▸ Work task:
Write out every line below that contains "digest".

▸ Records for the exercise:
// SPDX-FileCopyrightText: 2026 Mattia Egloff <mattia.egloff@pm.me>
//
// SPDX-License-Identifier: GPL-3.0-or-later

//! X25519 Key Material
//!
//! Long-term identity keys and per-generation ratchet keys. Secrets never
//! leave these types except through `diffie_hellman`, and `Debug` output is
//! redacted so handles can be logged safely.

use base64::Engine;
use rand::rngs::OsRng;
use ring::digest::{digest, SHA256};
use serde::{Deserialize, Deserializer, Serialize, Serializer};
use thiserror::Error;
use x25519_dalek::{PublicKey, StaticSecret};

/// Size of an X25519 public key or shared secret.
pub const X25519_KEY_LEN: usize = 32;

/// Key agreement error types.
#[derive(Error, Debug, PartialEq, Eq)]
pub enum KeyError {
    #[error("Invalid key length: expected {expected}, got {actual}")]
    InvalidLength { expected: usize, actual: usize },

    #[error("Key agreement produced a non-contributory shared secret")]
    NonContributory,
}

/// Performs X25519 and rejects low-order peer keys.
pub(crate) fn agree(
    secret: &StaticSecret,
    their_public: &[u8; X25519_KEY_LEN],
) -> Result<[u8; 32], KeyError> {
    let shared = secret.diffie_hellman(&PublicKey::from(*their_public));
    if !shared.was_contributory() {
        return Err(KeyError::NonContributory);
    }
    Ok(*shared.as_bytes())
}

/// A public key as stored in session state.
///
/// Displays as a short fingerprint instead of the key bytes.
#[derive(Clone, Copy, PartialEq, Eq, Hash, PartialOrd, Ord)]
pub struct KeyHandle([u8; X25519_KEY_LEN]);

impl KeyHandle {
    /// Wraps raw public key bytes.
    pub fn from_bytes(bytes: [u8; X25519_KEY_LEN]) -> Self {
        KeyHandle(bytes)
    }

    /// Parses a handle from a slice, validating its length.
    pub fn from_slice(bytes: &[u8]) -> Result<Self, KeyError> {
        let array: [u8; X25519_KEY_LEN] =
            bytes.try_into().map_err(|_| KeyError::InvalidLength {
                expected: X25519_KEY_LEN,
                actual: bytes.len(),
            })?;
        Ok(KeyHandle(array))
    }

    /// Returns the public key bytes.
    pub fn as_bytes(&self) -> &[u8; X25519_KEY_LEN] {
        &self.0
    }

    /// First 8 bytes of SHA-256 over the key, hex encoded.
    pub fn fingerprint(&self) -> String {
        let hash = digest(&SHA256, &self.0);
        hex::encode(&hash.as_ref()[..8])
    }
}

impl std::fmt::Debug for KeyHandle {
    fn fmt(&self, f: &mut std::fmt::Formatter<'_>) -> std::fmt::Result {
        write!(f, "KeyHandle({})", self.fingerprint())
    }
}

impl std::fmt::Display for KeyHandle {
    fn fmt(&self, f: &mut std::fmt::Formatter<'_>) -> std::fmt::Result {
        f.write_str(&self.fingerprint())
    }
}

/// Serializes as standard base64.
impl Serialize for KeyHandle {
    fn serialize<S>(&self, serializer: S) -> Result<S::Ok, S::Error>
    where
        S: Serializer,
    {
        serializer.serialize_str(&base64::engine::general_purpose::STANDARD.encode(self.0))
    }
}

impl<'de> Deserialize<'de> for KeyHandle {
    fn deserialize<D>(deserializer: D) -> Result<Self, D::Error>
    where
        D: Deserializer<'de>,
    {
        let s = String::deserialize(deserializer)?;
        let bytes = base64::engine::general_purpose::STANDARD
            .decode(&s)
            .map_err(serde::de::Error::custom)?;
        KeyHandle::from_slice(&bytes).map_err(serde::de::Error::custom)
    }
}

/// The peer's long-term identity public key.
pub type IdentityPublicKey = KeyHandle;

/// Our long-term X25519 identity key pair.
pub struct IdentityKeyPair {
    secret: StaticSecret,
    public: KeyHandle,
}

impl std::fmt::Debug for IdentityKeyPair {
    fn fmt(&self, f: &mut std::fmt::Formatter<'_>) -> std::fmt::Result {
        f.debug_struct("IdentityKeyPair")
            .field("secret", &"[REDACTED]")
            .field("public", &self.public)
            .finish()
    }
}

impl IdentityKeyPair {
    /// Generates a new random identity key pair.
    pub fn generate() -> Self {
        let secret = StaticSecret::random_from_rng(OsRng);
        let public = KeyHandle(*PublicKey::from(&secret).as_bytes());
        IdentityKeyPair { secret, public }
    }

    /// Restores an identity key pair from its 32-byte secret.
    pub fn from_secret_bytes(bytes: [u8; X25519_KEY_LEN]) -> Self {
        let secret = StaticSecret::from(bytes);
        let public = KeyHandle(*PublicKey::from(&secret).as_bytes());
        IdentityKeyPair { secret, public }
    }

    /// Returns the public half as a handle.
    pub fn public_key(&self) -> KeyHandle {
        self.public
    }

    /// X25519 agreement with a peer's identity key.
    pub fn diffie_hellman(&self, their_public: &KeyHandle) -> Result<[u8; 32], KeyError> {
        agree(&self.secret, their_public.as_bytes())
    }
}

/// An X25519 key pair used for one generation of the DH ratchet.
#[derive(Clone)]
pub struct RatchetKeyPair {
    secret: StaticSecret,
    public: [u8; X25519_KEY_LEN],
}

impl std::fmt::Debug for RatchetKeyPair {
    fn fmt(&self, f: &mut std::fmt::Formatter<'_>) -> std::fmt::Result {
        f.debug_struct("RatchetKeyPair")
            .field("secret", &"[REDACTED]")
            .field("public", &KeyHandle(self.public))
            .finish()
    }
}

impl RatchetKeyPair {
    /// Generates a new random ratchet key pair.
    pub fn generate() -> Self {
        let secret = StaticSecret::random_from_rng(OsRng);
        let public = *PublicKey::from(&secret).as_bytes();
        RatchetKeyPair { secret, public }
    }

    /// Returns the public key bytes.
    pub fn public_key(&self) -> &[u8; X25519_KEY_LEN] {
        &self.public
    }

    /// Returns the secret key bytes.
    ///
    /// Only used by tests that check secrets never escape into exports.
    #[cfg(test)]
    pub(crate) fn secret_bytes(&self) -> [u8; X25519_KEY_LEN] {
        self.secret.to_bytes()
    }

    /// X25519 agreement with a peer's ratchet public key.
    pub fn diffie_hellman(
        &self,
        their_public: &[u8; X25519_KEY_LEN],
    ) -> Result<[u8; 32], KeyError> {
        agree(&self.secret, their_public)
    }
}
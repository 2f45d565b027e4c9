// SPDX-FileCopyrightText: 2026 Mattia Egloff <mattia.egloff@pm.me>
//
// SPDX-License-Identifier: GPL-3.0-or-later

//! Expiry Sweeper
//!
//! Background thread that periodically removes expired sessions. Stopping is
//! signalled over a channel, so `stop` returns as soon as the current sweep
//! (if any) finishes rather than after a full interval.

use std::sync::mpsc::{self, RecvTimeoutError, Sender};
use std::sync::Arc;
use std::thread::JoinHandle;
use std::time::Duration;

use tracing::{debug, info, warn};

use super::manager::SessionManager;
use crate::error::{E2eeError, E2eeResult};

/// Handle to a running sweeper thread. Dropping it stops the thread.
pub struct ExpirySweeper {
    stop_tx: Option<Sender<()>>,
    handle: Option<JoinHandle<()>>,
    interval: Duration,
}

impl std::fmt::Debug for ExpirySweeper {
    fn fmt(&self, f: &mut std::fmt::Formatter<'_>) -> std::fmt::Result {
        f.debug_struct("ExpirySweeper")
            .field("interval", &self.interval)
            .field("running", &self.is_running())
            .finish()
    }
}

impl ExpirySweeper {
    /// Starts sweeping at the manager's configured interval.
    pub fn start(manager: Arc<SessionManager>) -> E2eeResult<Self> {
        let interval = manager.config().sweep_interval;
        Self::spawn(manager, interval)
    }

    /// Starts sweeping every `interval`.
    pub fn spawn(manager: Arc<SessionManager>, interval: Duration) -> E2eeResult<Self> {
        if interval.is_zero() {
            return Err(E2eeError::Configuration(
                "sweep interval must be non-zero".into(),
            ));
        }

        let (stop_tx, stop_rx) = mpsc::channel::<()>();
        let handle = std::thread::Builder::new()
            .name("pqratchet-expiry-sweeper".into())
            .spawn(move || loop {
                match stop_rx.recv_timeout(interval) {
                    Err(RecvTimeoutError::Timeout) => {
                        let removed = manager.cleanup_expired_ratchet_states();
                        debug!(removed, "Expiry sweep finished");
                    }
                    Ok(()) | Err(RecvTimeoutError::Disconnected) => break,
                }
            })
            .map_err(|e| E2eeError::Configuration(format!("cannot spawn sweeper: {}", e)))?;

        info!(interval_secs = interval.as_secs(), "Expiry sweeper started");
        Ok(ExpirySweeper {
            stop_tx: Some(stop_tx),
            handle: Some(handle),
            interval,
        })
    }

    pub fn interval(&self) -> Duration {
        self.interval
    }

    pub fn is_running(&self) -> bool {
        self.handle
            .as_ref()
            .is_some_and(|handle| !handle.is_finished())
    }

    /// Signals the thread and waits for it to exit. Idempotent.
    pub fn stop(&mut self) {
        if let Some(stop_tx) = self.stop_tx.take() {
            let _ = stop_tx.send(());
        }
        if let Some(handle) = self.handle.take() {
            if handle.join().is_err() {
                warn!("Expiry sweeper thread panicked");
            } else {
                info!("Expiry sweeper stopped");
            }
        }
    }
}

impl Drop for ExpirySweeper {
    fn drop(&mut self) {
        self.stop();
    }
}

▸ Answer area:
use ring::digest::{digest, SHA256};
        let hash = digest(&SHA256, &self.0);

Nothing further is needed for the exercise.